Poverini. Nedo Sonetti in pensione non andrà mai, perché se il telefonino suona, e dall'altra parte c'è un presidente che offre una panchina, lui prende a va. All'alba dei 69 anni suonati: il richiamo del campo è troppo forte.

Dev'essere andata così anche tra sabato e domenica, quando l'hanno chiamato dal Vicenza. «Mister, qui si rischia di andare a fondo». E siccome nessuno sa traghettare meglio di lui, via, direzione Vicenza.
Ventunesima panchina in carriera. Chissà se lo sa, ma questa è una panchina da record. È la sua 21ª squadra. Nessuno, almeno tra i professionisti contemporanei, può vantare tanti ingaggi in carriera.

Perché Edy Reja, arrivando alla Lazio, l'aveva superato. Sonetti 20, Reja 21. Ma adesso, zac: il Sor Nedo, toscanaccio adottato da Bergamo, è un gradino più in alto. Il pareggio, 21-21, è solo apparente.
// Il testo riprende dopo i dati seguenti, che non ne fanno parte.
impl UploadKind {
    /// All kinds, in upload dependency order.
    pub const ALL: [UploadKind; 7] = [
        UploadKind::Lessons,
        UploadKind::Concepts,
        UploadKind::Examples,
        UploadKind::Exercises,
        UploadKind::GeneralExercises,
        UploadKind::CheckMarkers,
        UploadKind::SchemeOfWork,
    ];

    /// Required header names for this kind, in error-listing order.
    ///
    /// Missing columns are always reported in this order, not in file
    /// order, so repeated validation runs produce a stable error list.
    pub fn required_columns(&self) -> &'static [&'static str] {
        match self {
            UploadKind::Lessons => &[
                "class",
                "subject",
                "term",
                "week",
                "topic",
                "overview",
                "objectives",
                "key_concepts",
                "summary",
                "application",
            ],
            UploadKind::Concepts => &["lesson", "title", "description", "order_index"],
            UploadKind::Examples => &[
                "concept",
                "title",
                "problem",
                "solution_steps",
                "answer",
                "order_index",
            ],
            UploadKind::Exercises => &[
                "concept",
                "title",
                "problem",
                "solution_steps",
                "answers",
                "correct_answer",
                "order_index",
            ],
            UploadKind::GeneralExercises => &[
                "lesson",
                "problem",
                "solution_steps",
                "answers",
                "correct_answer",
                "order_index",
            ],
            UploadKind::CheckMarkers => &[
                "lesson",
                "overview",
                "lesson_video",
                "concept_one",
                "concept_two",
                "concept_three",
                "concept_four",
                "concept_five",
                "concept_six",
                "concept_seven",
                "general_exercises",
            ],
            UploadKind::SchemeOfWork => &["subject", "class", "term", "week", "topic", "breakdown"],
        }
    }

    /// Multipart form-field name the endpoint expects the file under.
    pub fn field_name(&self) -> &'static str {
        match self {
            UploadKind::Lessons => "lessons_file",
            UploadKind::Concepts => "concepts_file",
            UploadKind::Examples => "examples_file",
            UploadKind::Exercises => "exercises_file",
            UploadKind::GeneralExercises => "general_exercises_file",
            UploadKind::CheckMarkers => "check_markers_file",
            UploadKind::SchemeOfWork => "scheme_of_work_file",
        }
    }

    /// Upload endpoint path, relative to the platform API base URL.
    pub fn endpoint_path(&self) -> &'static str {
        match self {
            UploadKind::Lessons => "/api/uploads/lessons",
            UploadKind::Concepts => "/api/uploads/concepts",
            UploadKind::Examples => "/api/uploads/examples",
            UploadKind::Exercises => "/api/uploads/exercises",
            UploadKind::GeneralExercises => "/api/uploads/general-exercises",
            UploadKind::CheckMarkers => "/api/uploads/check-markers",
            UploadKind::SchemeOfWork => "/api/uploads/scheme-of-work",
        }
    }

    /// Stable snake_case name (matches CLI arguments and route segments).
    pub fn name(&self) -> &'static str {
        match self {
            UploadKind::Lessons => "lessons",
            UploadKind::Concepts => "concepts",
            UploadKind::Examples => "examples",
            UploadKind::Exercises => "exercises",
            UploadKind::GeneralExercises => "general_exercises",
            UploadKind::CheckMarkers => "check_markers",
            UploadKind::SchemeOfWork => "scheme_of_work",
        }
    }
}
Perché mentre Reja conta 21 squadre per 21 contratti, Sonetti conta 21 squadre ma 25 contratti, essendo stato due volte alla guida di Brescia, Cagliari, Ascoli e Lecce.
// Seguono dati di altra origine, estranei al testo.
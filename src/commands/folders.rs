use crate::commands::{Command, Context, Example, Parameter};
use crate::models::Response;

/// Creates folders.
pub struct MakeFolderCommand;

impl Command for MakeFolderCommand {
    fn name(&self) -> &'static str {
        "mkdir"
    }

    fn aliases(&self) -> &'static [&'static str] {
        &["make-folder"]
    }

    fn description(&self) -> &'static str {
        "Creates new folders"
    }

    fn long_description(&self) -> &'static [&'static str] {
        &["Creates one folder per name given. Names that already exist are skipped."]
    }

    fn parameters(&self) -> &'static [Parameter] {
        const PARAMS: &[Parameter] = &[Parameter::repeatable("folderName")];
        PARAMS
    }

    fn examples(&self) -> &'static [Example] {
        &[Example {
            args: &["sites", "tools"],
            description: "Creates the folders 'sites' and 'tools'",
        }]
    }

    fn execute(&self, args: &[String], ctx: &mut Context<'_>) -> Response {
        if args.is_empty() {
            return Response::error("No folder name given");
        }

        let names: Vec<&str> = args
            .iter()
            .map(|name| name.trim_end_matches('/'))
            .filter(|name| !name.is_empty())
            .collect();
        if let Some(nested) = names.iter().find(|name| name.contains('/')) {
            return Response::error(format!("Folder names cannot contain '/': {}", nested));
        }

        let mut created = Vec::new();
        for name in names {
            if ctx.folders.add_folder(name) {
                created.push(name);
            }
        }

        if created.is_empty() {
            Response::info("No new folders were created")
        } else {
            Response::success(format!("Created folder(s): {}", created.join(", ")))
        }
    }
}

/// Deletes folders and everything in them.
pub struct RemoveFolderCommand;

impl Command for RemoveFolderCommand {
    fn name(&self) -> &'static str {
        "rmdir"
    }

    fn aliases(&self) -> &'static [&'static str] {
        &["remove-folder", "delete-folder"]
    }

    fn description(&self) -> &'static str {
        "Deletes folders and their files"
    }

    fn long_description(&self) -> &'static [&'static str] {
        &["Removes each named folder along with every file inside it. This cannot be undone."]
    }

    fn parameters(&self) -> &'static [Parameter] {
        const PARAMS: &[Parameter] = &[Parameter::repeatable("folderName")];
        PARAMS
    }

    fn examples(&self) -> &'static [Example] {
        &[Example {
            args: &["sites/"],
            description: "Deletes the folder 'sites'",
        }]
    }

    fn execute(&self, args: &[String], ctx: &mut Context<'_>) -> Response {
        if args.is_empty() {
            return Response::error("No folder name given");
        }

        let mut missing = Vec::new();
        let mut removed = Vec::new();
        for name in args {
            // Autocompleted names carry a trailing slash
            let name = name.replace('/', "");
            if ctx.folders.remove_folder(&name) {
                removed.push(name);
            } else {
                missing.push(name);
            }
        }

        if missing.is_empty() {
            Response::success(format!("Deleted folder(s): {}", removed.join(", ")))
        } else {
            log::debug!("rmdir skipped missing folders: {:?}", missing);
            Response::error(format!("Folder(s) not found: {}", missing.join(", ")))
        }
    }
}

#[cfg(test)]
mod tests {
    use super::*;
    use crate::config::ConfigManager;
    use crate::dispatch::Registry;
    use crate::models::{Config, ResponseType};
    use crate::store::FolderStore;

    fn run(command: &dyn Command, folders: &mut FolderStore, args: &[&str]) -> Response {
        let registry = Registry::new();
        let mut config = ConfigManager::in_memory(Config::default());
        let mut ctx = Context {
            folders,
            config: &mut config,
            registry: &registry,
        };
        let args: Vec<String> = args.iter().map(|s| s.to_string()).collect();
        command.execute(&args, &mut ctx)
    }

    #[test]
    fn test_mkdir_creates_and_skips_existing() {
        let mut folders = FolderStore::new();
        let response = run(&MakeFolderCommand, &mut folders, &["sites", "tools/", "sites"]);
        assert_eq!(response.kind, ResponseType::Success);
        assert_eq!(folders.folder_names(), vec!["sites", "tools"]);

        let response = run(&MakeFolderCommand, &mut folders, &["sites"]);
        assert_eq!(response.kind, ResponseType::Info);
    }

    #[test]
    fn test_mkdir_rejects_nested_names() {
        let mut folders = FolderStore::new();
        let response = run(&MakeFolderCommand, &mut folders, &["a/b"]);
        assert_eq!(response.kind, ResponseType::Error);
        assert!(folders.folders().is_empty());

        let response = run(&MakeFolderCommand, &mut folders, &["good", "a/b", "later"]);
        assert_eq!(response.kind, ResponseType::Error);
        assert!(response.message.contains("a/b"));
        assert!(folders.folders().is_empty());
    }

    #[test]
    fn test_rmdir() {
        let mut folders = FolderStore::new();
        folders.add_folder("sites");
        folders.add_folder("tools");

        let response = run(&RemoveFolderCommand, &mut folders, &["sites/"]);
        assert_eq!(response.kind, ResponseType::Success);
        assert_eq!(folders.folder_names(), vec!["tools"]);

        let response = run(&RemoveFolderCommand, &mut folders, &["sites", "tools"]);
        assert_eq!(response.kind, ResponseType::Error);
        assert!(response.message.contains("sites"));
        assert!(folders.folders().is_empty());
    }
}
Squadre che si aggiungono a Viareggio, Casertana, Spezia, Cosenza, Sambenedettese, Atalanta, Udinese, Avellino, Bologna, Monza, Torino, Cremonese, Salernitana, Palermo, Ancona, Catania e Vicenza. Un carriera intramontabile: quella di domani sera con il Modena sarà la sua 982ª panchina, considerando solo le partite di campionato. Una carriera variopinta, quella del Nedo. Sette promozioni: col Cosenza dalla C2 alla C1, con la Sambenedettese dalla C1 alla B. Dalla B alla A con Atalanta, Udinese, Ascoli, Lecce e Brescia. Sei le retrocessioni: dalla C alla D con la Casertana, dalla A alla B con Atalanta, Lecce e Ascoli, dalla B alla C1 con Monza e Cremonese.

In mezzo, specie dal 2000 in poi, una miriade di subentri, e anche qualche disavventura. Ma gira e rigira, dal 1974 a oggi, il Nedo una panchina la trova sempre. Chissà quante ne potrebbe raccontare, ai coetanei radunati ai giardini di Gorle. «Ricordo, quella volta...». Ma poi suona il telefono, e lui parte. Dall'altra parte c'era un presidente con una panchina. Quelle dei giardinetti possono attendere, sempre.